[Records from a data source]
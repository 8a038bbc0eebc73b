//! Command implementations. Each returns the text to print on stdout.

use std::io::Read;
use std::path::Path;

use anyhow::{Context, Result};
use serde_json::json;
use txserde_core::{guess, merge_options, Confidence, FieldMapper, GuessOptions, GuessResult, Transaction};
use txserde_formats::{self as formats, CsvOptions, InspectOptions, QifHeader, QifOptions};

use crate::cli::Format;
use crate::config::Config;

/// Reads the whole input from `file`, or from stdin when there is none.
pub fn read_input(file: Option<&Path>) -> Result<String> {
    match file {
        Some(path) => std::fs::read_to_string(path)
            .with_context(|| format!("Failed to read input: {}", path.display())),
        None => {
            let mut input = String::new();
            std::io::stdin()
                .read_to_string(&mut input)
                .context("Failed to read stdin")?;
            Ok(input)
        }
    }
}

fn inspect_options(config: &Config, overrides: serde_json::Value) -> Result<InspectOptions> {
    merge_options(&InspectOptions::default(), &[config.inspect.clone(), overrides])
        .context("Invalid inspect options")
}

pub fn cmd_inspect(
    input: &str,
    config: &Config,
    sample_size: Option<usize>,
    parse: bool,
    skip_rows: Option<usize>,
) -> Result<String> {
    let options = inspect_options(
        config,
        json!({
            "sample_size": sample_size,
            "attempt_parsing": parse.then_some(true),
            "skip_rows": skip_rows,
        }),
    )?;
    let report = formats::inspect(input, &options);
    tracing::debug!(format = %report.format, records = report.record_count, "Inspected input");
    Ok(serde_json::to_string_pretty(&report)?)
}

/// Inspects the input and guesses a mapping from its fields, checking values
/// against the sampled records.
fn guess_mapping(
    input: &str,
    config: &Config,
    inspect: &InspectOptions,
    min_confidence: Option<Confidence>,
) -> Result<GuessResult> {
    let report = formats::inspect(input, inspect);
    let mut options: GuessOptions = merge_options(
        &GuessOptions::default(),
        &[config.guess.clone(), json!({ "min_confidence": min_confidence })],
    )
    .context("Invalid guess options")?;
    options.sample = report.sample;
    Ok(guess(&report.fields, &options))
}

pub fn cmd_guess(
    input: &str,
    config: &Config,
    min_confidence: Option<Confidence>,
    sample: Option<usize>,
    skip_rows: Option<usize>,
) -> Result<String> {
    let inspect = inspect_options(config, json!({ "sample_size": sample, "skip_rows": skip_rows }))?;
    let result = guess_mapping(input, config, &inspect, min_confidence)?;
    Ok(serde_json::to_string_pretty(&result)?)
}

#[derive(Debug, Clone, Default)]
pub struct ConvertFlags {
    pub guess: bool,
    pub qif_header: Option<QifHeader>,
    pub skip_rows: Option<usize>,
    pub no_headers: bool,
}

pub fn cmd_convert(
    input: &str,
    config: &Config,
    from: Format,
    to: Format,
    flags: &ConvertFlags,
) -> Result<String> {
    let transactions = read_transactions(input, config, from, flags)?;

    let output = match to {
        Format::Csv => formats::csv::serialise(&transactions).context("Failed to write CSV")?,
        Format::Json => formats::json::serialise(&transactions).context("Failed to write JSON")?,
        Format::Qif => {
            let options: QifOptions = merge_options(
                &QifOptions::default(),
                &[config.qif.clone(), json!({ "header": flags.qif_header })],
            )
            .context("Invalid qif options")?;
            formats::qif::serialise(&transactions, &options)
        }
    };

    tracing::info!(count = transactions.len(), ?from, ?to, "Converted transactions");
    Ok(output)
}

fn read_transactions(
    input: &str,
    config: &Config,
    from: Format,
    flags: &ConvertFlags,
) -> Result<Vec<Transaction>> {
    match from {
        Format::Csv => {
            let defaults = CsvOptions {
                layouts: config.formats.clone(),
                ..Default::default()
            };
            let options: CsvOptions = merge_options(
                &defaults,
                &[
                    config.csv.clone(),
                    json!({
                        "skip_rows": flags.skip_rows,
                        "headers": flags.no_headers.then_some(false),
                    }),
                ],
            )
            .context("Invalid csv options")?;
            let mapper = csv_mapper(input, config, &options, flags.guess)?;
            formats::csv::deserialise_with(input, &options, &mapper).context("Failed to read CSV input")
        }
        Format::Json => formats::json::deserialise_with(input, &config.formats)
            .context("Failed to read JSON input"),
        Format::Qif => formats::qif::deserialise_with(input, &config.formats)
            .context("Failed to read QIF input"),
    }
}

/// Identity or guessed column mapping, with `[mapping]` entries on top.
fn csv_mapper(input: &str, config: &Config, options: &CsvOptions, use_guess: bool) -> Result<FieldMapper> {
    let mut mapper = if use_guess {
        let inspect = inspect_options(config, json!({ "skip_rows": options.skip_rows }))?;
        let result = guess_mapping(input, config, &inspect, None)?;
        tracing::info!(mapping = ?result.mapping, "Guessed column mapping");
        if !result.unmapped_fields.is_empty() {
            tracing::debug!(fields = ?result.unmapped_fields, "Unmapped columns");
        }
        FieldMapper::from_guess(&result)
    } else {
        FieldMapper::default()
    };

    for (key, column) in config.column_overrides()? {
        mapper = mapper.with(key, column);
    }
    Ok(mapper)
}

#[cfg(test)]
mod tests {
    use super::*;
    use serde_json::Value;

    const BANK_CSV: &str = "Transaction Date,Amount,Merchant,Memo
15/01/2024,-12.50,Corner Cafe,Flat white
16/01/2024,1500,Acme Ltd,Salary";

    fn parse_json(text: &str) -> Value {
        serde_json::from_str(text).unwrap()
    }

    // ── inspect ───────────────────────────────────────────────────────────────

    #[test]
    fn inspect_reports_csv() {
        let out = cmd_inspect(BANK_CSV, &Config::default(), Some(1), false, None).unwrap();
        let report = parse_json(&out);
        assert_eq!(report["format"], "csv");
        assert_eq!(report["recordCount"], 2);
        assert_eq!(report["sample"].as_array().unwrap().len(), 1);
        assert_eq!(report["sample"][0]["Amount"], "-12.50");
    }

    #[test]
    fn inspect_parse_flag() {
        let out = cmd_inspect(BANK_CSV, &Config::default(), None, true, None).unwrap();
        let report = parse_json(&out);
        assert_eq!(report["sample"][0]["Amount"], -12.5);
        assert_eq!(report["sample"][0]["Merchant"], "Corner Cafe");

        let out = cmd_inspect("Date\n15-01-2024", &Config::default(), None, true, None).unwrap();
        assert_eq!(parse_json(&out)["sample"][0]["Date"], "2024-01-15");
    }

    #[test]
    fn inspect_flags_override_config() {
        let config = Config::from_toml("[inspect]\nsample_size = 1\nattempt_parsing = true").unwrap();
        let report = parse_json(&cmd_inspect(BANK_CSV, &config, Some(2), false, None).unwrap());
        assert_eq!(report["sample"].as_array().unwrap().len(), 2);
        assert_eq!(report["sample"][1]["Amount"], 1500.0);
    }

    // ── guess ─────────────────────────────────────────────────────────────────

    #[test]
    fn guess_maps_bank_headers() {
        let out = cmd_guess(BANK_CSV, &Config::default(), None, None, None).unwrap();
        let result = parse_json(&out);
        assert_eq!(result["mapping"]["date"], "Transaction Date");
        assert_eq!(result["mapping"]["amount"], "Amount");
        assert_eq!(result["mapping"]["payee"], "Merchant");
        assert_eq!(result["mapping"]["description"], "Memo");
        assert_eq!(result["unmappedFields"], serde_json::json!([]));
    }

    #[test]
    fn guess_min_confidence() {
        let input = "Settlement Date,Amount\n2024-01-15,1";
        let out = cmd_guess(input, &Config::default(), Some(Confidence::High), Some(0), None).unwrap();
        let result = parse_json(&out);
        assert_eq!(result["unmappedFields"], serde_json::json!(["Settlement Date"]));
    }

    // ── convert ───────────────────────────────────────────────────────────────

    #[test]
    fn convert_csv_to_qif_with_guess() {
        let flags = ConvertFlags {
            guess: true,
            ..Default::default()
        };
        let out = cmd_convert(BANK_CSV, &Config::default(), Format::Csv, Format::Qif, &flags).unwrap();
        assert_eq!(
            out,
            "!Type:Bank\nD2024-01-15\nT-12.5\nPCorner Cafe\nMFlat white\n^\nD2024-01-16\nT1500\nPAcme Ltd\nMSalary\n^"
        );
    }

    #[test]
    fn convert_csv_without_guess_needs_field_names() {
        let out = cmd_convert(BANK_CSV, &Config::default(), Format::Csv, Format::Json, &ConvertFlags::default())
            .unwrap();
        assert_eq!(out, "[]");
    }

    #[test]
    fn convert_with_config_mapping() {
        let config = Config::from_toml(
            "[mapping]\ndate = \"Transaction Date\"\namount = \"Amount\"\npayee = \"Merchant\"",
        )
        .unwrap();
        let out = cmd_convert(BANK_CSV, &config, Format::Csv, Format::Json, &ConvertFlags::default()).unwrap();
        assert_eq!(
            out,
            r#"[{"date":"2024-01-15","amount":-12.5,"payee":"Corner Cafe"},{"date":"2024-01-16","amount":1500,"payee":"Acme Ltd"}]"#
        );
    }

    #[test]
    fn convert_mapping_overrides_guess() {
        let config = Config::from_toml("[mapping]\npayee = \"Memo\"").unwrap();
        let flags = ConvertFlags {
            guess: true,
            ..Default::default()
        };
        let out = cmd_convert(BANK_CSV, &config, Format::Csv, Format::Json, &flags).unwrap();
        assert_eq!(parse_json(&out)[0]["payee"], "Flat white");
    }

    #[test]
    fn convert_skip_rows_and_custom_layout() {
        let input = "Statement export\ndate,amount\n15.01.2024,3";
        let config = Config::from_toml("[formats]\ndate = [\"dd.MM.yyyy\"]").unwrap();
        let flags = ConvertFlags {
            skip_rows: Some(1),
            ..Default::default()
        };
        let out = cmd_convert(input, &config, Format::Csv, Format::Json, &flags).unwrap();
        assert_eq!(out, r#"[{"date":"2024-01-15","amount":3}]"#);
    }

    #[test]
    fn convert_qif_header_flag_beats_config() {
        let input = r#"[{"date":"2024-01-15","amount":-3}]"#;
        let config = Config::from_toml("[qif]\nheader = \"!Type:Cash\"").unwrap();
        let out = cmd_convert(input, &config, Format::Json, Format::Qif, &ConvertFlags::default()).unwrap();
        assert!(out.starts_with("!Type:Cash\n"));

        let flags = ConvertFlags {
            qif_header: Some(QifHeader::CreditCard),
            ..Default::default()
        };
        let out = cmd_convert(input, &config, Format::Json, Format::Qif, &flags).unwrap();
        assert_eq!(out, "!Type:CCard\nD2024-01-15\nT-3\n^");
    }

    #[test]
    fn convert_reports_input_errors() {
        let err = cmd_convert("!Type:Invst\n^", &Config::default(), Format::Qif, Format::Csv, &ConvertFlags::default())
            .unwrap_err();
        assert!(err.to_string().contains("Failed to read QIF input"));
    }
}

WHAT IS EXPECTED: Please copy, exactly and with nothing else, the lines above beginning at the line that has "overrides: serde_json::Value) ->" and ending with the line that has "#[derive(Debug, Clone, Default)]".

OUTPUT OF THE EXERCISE:
fn inspect_options(config: &Config, overrides: serde_json::Value) -> Result<InspectOptions> {
    merge_options(&InspectOptions::default(), &[config.inspect.clone(), overrides])
        .context("Invalid inspect options")
}

pub fn cmd_inspect(
    input: &str,
    config: &Config,
    sample_size: Option<usize>,
    parse: bool,
    skip_rows: Option<usize>,
) -> Result<String> {
    let options = inspect_options(
        config,
        json!({
            "sample_size": sample_size,
            "attempt_parsing": parse.then_some(true),
            "skip_rows": skip_rows,
        }),
    )?;
    let report = formats::inspect(input, &options);
    tracing::debug!(format = %report.format, records = report.record_count, "Inspected input");
    Ok(serde_json::to_string_pretty(&report)?)
}

/// Inspects the input and guesses a mapping from its fields, checking values
/// against the sampled records.
fn guess_mapping(
    input: &str,
    config: &Config,
    inspect: &InspectOptions,
    min_confidence: Option<Confidence>,
) -> Result<GuessResult> {
    let report = formats::inspect(input, inspect);
    let mut options: GuessOptions = merge_options(
        &GuessOptions::default(),
        &[config.guess.clone(), json!({ "min_confidence": min_confidence })],
    )
    .context("Invalid guess options")?;
    options.sample = report.sample;
    Ok(guess(&report.fields, &options))
}

pub fn cmd_guess(
    input: &str,
    config: &Config,
    min_confidence: Option<Confidence>,
    sample: Option<usize>,
    skip_rows: Option<usize>,
) -> Result<String> {
    let inspect = inspect_options(config, json!({ "sample_size": sample, "skip_rows": skip_rows }))?;
    let result = guess_mapping(input, config, &inspect, min_confidence)?;
    Ok(serde_json::to_string_pretty(&result)?)
}

#[derive(Debug, Clone, Default)]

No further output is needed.